Saturday 27 October 2018

What people don’t tell you about a hysterectomy



It has been a little over a week since I had a complete #hysterectomy (look away now if the sight of Lady Gaga in her meat skirt, made you lurch) with a little more tissue around my gall bladder, I think it was (I was whacked out on morphine when they told me) taken out for posterity. I have a sideways smile down my middle, now relieved of it’s metal parts that appears to have been sewn with bone and gut - but I'm not gutted in that sense - who cares about the cosmetic when your health is at stake?

The pain. That's what I was unprepared for. Having prided myself on being able to give birth without drugs, I went into this rather blithely. Having come round as it were, from surgery, I was handed a clicker thing to press every time I needed pain relief. Well, I was like a kid in a sweetshop. They prised it out of my white knuckled hand the next morning, swapping it for Nurse Ratched who kept telling me to try Paracetamol and Nurofen first. Were they suffering under the illusion that I had a headache? I soon became one. I’d suffer through the required 40 minutes torture time before they would give me 5ml of ‘oramorph’ or if I was really realllly good: Tramadol – love, it’s good for the soul when you’ve had your insides out and sent for testing even as your pain levels are. 

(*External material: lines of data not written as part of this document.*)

//! Facts and their index encodings
//!
//! A fact is one (subject, predicate, object) triple. This module also owns
//! the key layouts for the three covering indexes: each layout is a tuple
//! encoding, so index order is tuple order and a bound leading column turns
//! into a byte prefix.

use factdb_core::{EntityId, Tuple, Value};
use serde::{Deserialize, Serialize};
use std::fmt;

/// One (subject, predicate, object) triple.
#[derive(Debug, Clone, PartialEq, Eq, Serialize, Deserialize)]
pub struct Fact {
    /// Entity the fact is about.
    pub subject: EntityId,
    /// Attribute name.
    pub predicate: String,
    /// Attribute value.
    pub object: Value,
}

impl Fact {
    /// Build a fact.
    pub fn new(subject: EntityId, predicate: impl Into<String>, object: impl Into<Value>) -> Self {
        Fact {
            subject,
            predicate: predicate.into(),
            object: object.into(),
        }
    }

    /// Key `(subject, predicate)` for the SPO index.
    pub(crate) fn subject_predicate_key(&self) -> Vec<u8> {
        Tuple::new(vec![
            Value::UInt(self.subject.as_u64()),
            Value::String(self.predicate.clone()),
        ])
        .encode()
    }

    /// Key `(predicate, subject)` for the PSO index.
    pub(crate) fn predicate_subject_key(&self) -> Vec<u8> {
        Tuple::new(vec![
            Value::String(self.predicate.clone()),
            Value::UInt(self.subject.as_u64()),
        ])
        .encode()
    }

    /// Key `(predicate, object)` for the POS index.
    pub(crate) fn predicate_object_key(&self) -> Vec<u8> {
        Tuple::new(vec![
            Value::String(self.predicate.clone()),
            self.object.clone(),
        ])
        .encode()
    }

    /// Posting `(object,)` stored under SPO and PSO keys.
    pub(crate) fn object_posting(&self) -> Vec<u8> {
        Tuple::new(vec![self.object.clone()]).encode()
    }

    /// Posting `(subject,)` stored under POS keys.
    pub(crate) fn subject_posting(&self) -> Vec<u8> {
        Tuple::new(vec![Value::UInt(self.subject.as_u64())]).encode()
    }
}

impl fmt::Display for Fact {
    fn fmt(&self, f: &mut fmt::Formatter<'_>) -> fmt::Result {
        write!(f, "{} {} {}", self.subject, self.predicate, self.object)
    }
}

/// How a caller names the subject when building a fact through the database.
#[derive(Debug, Clone)]
pub enum Subject {
    /// An entity id, given directly.
    Id(EntityId),
    /// The name of an ident to resolve.
    Ident(String),
}

impl From<EntityId> for Subject {
    fn from(id: EntityId) -> Self {
        Subject::Id(id)
    }
}

impl From<u64> for Subject {
    fn from(raw: u64) -> Self {
        Subject::Id(EntityId::new(raw))
    }
}

impl From<&str> for Subject {
    fn from(name: &str) -> Self {
        Subject::Ident(name.to_string())
    }
}

impl From<String> for Subject {
    fn from(name: String) -> Self {
        Subject::Ident(name)
    }
}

Now I’m back with some white support tights, and orders to inject myself with Clexane each night, so I am making patterns by varying my injection sites. You've got to make art where you can. I had my staples taken out by a nurse that had also had a hysterectomy. I'll spare you the gross notes, but she told me things I hadn’t even thought of. Glad I went in there ignorant. We both agreed on one thing, lady, I would have high fived if I could have done so without busting a gut: #Hysterectomy pain is up there man. Never mind labour without drugs. Getting through this is the new badge of honour. Cheers.